Forget the Afghan National Army, which is neither an army nor national. It is a series of tribal militia who will defect to the warlords or the Taleban the moment the Americans leave.

Actually, I think we should leave. Western intervention has only made matters worse in poor Afghanistan. The various local interests will either have to fight themselves to an exhausted standstill or negotiate a pragmatic accommodation in the Asian fashion. Karzai is already talking to the Taleban.

The true lesson of Afghanistan is that the West is ignorant about Asia and how Asian politics works. Washington is about to repeat these mistakes on the Korean peninsula.

Obama is an orator rather than a leader, despite what his European admirers think. He plays to the domestic gallery and wants to be agreed with too much. Above all, he is an intellectual who thinks everything can be reasoned out beforehand, risks evaluated and situations contained. But the world is not like that, as European’s diplomats found out in 1914.

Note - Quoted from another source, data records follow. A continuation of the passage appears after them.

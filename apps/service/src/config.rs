use std::{env, fs, path};

use serde::{Deserialize, Serialize};
use thiserror::Error;

#[derive(Debug, Error)]
pub enum ConfigError {
    #[error("failed to read config file: {0}")]
    Read(std::io::Error),
    #[error("failed to write config file: {0}")]
    Write(std::io::Error),
    #[error("failed to parse config file: {0}")]
    Parse(#[from] toml::de::Error),
    #[error("failed to serialize config: {0}")]
    Serialize(#[from] toml::ser::Error),
    #[error("no config path available (set XDG_CONFIG_HOME or HOME)")]
    PathUnavailable,
}

#[derive(Debug, Serialize, Deserialize)]
pub struct Config {
    #[serde(default)]
    pub engine: EngineConfig,
    #[serde(default)]
    pub services: Vec<ServiceConfig>,
}

#[derive(Debug, Serialize, Deserialize)]
pub struct EngineConfig {
    /// Maximum number of checks in flight at once
    pub max_concurrency: usize,

    /// How often the status report is logged, in seconds
    pub report_interval_seconds: u64,

    /// How long to wait for in-flight checks on shutdown, in milliseconds
    pub stop_grace_ms: u64,
}

impl Default for EngineConfig {
    fn default() -> Self {
        Self { max_concurrency: 8, report_interval_seconds: 30, stop_grace_ms: 5000 }
    }
}

/// Which probe a configured service is checked with
#[derive(Debug, Clone, Copy, PartialEq, Eq, Serialize, Deserialize)]
#[serde(rename_all = "lowercase")]
pub enum ProbeKind {
    Web,
    Database,
    Tcp,
    Simulated,
}

#[derive(Debug, Clone, Serialize, Deserialize)]
pub struct ServiceConfig {
    pub id: String,
    pub kind: ProbeKind,

    /// URL for web probes, host:port for database/tcp probes; simulated
    /// probes take no target
    pub target: Option<String>,

    pub interval_ms: u64,
    pub timeout_ms: u64,
}

/// Used to ensure we are actually reading a toml file
fn normalize_toml_path(path: &path::Path) -> path::PathBuf {
    let mut path = path.to_path_buf();
    if path.extension().map(|ext| ext != "toml").unwrap_or(true) {
        path.set_extension("toml");
    }
    path
}

/// Get default config path ($XDG_CONFIG_HOME/vigil/config.toml or
/// $HOME/.config/...)
fn default_config_path() -> Result<path::PathBuf, ConfigError> {
    let path = if let Ok(config_home) = env::var("XDG_CONFIG_HOME") {
        path::PathBuf::from(config_home)
    } else if let Some(home_dir) = env::home_dir() {
        home_dir.join(".config")
    } else {
        return Err(ConfigError::PathUnavailable);
    };

    Ok(path.join("vigil/config.toml"))
}

impl Default for Config {
    fn default() -> Self {
        Self {
            engine: EngineConfig::default(),
            services: vec![ServiceConfig {
                id: "demo".to_string(),
                kind: ProbeKind::Simulated,
                target: None,
                interval_ms: 5000,
                timeout_ms: 1000,
            }],
        }
    }
}

impl Config {
    /// Load a config from the given path, or from the default location.
    ///
    /// When the file does not exist a default config is written there
    /// first, so a fresh install starts with a working demo service.
    pub fn from_config(optional_path: Option<impl AsRef<path::Path>>) -> Result<Self, ConfigError> {
        let config_path: path::PathBuf = if let Some(path) = optional_path {
            normalize_toml_path(path.as_ref())
        } else {
            default_config_path()?
        };

        if config_path.exists() {
            let raw_string = fs::read_to_string(&config_path).map_err(ConfigError::Read)?;
            Ok(toml::from_str(raw_string.as_str())?)
        } else {
            let config = Self::default();
            config.write_config(&config_path)?;
            Ok(config)
        }
    }

    /// Serialize and write a config to a file
    pub fn write_config(&self, path: &path::Path) -> Result<(), ConfigError> {
        let config_str = toml::to_string_pretty(self)?;

        if let Some(parent) = path.parent() {
            fs::create_dir_all(parent).map_err(ConfigError::Write)?;
        }

        fs::write(path, config_str).map_err(ConfigError::Write)
    }
}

Obama claims to be “pivoting” US foreign and military policy towards Asia in an express bid to “contain” China. Holding major war games in South Korea – the very thing that has sent the batty North Korean regime even dafter – was aimed at China’s military, not Pyongyang. But the result has been to spark a needless crisis involving the two Koreas.

This week Obama has also sent a naval task force to Singapore, while simultaneously holding talks at the White House with Singapore’s prime minister, Lee Hsien Loong, about closer defence ties. Again, the message is aimed at China. Ditto the huge US-Japan war games held in February.

Europe has been too preoccupied with its own economic problems to notice the negative impact all this is having in China, where nationalist passions are being inflamed. Equally, cool Mr Obama is blind to the dangerous line he is treading. The White House is playing to domestic US opinion. Blue collar Democratic voters see China as a threat to their jobs and back the President “standing up to Beijing”.

But China’s leaders – even though many are technocrats educated in America’s leading universities – are just as much beholden to domestic opinion as President Obama. Washington and Beijing have entered a gigantic game of diplomatic bluff.

The danger – as in 1914 – lies in each expecting the other to blink first. A nuclear miscalculation may not come over Korea. But it could come sometime in the next couple of decades, for all that. And over something entirely trivial.